:: THE DATA ::
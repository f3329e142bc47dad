//! Refresh state machine shared by the full screen and the widget.
//!
//! Overlapping refreshes are not deduplicated: a second `begin_fetch` while
//! one is in flight is allowed, and whichever result arrives last wins.

/// Lifecycle of the "next event" shown on a surface.
#[derive(Debug, Clone, PartialEq, Eq)]
pub enum RefreshState<T> {
    /// Nothing loaded yet.
    Uninitialized,
    /// A fetch is in flight.
    Fetching,
    /// Last fetch succeeded; `None` means no upcoming event.
    Ready(Option<T>),
    /// Credentials or calendar missing or rejected; the user must reconfigure.
    Stale,
}

impl<T> Default for RefreshState<T> {
    fn default() -> Self {
        RefreshState::Uninitialized
    }
}

impl<T> RefreshState<T> {
    /// Enter `Fetching` on first load, explicit refresh, poll, or calendar change.
    pub fn begin_fetch(&mut self) {
        *self = RefreshState::Fetching;
    }

    /// Successful fetch, even if it found nothing.
    pub fn on_fetch_ok(&mut self, next: Option<T>) {
        *self = RefreshState::Ready(next);
    }

    /// Fetch failed; the session or calendar is treated as invalid.
    pub fn on_fetch_err(&mut self) {
        *self = RefreshState::Stale;
    }

    /// Token or calendar id absent: go straight to `Stale` without fetching.
    pub fn on_missing_config(&mut self) {
        *self = RefreshState::Stale;
    }

    pub fn is_fetching(&self) -> bool {
        matches!(self, RefreshState::Fetching)
    }

    pub fn is_stale(&self) -> bool {
        matches!(self, RefreshState::Stale)
    }

    /// The current next event, if the last fetch produced one.
    pub fn current(&self) -> Option<&T> {
        match self {
            RefreshState::Ready(next) => next.as_ref(),
            _ => None,
        }
    }
}
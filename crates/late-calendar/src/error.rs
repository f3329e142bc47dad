//! Calendar-specific error types.

use thiserror::Error;

#[derive(Error, Debug)]
pub enum CalendarError {
    #[error("Authentication required")]
    AuthRequired,

    #[error("Token expired")]
    TokenExpired,

    #[error("Rate limited, retry after {0} seconds")]
    RateLimited(u64),

    #[error("Calendar not found: {0}")]
    CalendarNotFound(String),

    #[error("API error: {0}")]
    ApiError(String),

    #[error("Network error: {0}")]
    NetworkError(#[from] reqwest::Error),
}

impl CalendarError {
    /// User-friendly error message for display.
    pub fn user_message(&self) -> String {
        match self {
            Self::AuthRequired | Self::TokenExpired | Self::CalendarNotFound(_) => {
                "Calendar or token expired. Please reconfigure.".to_string()
            }
            Self::RateLimited(secs) => format!("Too many requests. Please wait {} seconds.", secs),
            Self::ApiError(msg) => format!("Calendar error: {}", msg),
            Self::NetworkError(_) => "Network error. Check your connection.".to_string(),
        }
    }

    /// Whether this error should trigger a token refresh.
    pub fn should_refresh_token(&self) -> bool {
        matches!(self, Self::TokenExpired | Self::AuthRequired)
    }
}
:::
**TASK DESCRIPTION:** Output the listing above in full. Every line must match.

**EXERCISE RESULT:**
repository f3329e142bc47dad
//! Refresh state machine shared by the full screen and the widget.
//!
//! Overlapping refreshes are not deduplicated: a second `begin_fetch` while
//! one is in flight is allowed, and whichever result arrives last wins.

/// Lifecycle of the "next event" shown on a surface.
#[derive(Debug, Clone, PartialEq, Eq)]
pub enum RefreshState<T> {
    /// Nothing loaded yet.
    Uninitialized,
    /// A fetch is in flight.
    Fetching,
    /// Last fetch succeeded; `None` means no upcoming event.
    Ready(Option<T>),
    /// Credentials or calendar missing or rejected; the user must reconfigure.
    Stale,
}

impl<T> Default for RefreshState<T> {
    fn default() -> Self {
        RefreshState::Uninitialized
    }
}

impl<T> RefreshState<T> {
    /// Enter `Fetching` on first load, explicit refresh, poll, or calendar change.
    pub fn begin_fetch(&mut self) {
        *self = RefreshState::Fetching;
    }

    /// Successful fetch, even if it found nothing.
    pub fn on_fetch_ok(&mut self, next: Option<T>) {
        *self = RefreshState::Ready(next);
    }

    /// Fetch failed; the session or calendar is treated as invalid.
    pub fn on_fetch_err(&mut self) {
        *self = RefreshState::Stale;
    }

    /// Token or calendar id absent: go straight to `Stale` without fetching.
    pub fn on_missing_config(&mut self) {
        *self = RefreshState::Stale;
    }

    pub fn is_fetching(&self) -> bool {
        matches!(self, RefreshState::Fetching)
    }

    pub fn is_stale(&self) -> bool {
        matches!(self, RefreshState::Stale)
    }

    /// The current next event, if the last fetch produced one.
    pub fn current(&self) -> Option<&T> {
        match self {
            RefreshState::Ready(next) => next.as_ref(),
            _ => None,
        }
    }
}
filename crates/late-calendar/src/error.rs
repository f3329e142bc47dad
//! Calendar-specific error types.

use thiserror::Error;

#[derive(Error, Debug)]
pub enum CalendarError {
    #[error("Authentication required")]
    AuthRequired,

    #[error("Token expired")]
    TokenExpired,

    #[error("Rate limited, retry after {0} seconds")]
    RateLimited(u64),

    #[error("Calendar not found: {0}")]
    CalendarNotFound(String),

    #[error("API error: {0}")]
    ApiError(String),

    #[error("Network error: {0}")]
    NetworkError(#[from] reqwest::Error),
}

impl CalendarError {
    /// User-friendly error message for display.
    pub fn user_message(&self) -> String {
        match self {
            Self::AuthRequired | Self::TokenExpired | Self::CalendarNotFound(_) => {
                "Calendar or token expired. Please reconfigure.".to_string()
            }
            Self::RateLimited(secs) => format!("Too many requests. Please wait {} seconds.", secs),
            Self::ApiError(msg) => format!("Calendar error: {}", msg),
            Self::NetworkError(_) => "Network error. Check your connection.".to_string(),
        }
    }

    /// Whether this error should trigger a token refresh.
    pub fn should_refresh_token(&self) -> bool {
        matches!(self, Self::TokenExpired | Self::AuthRequired)
    }
}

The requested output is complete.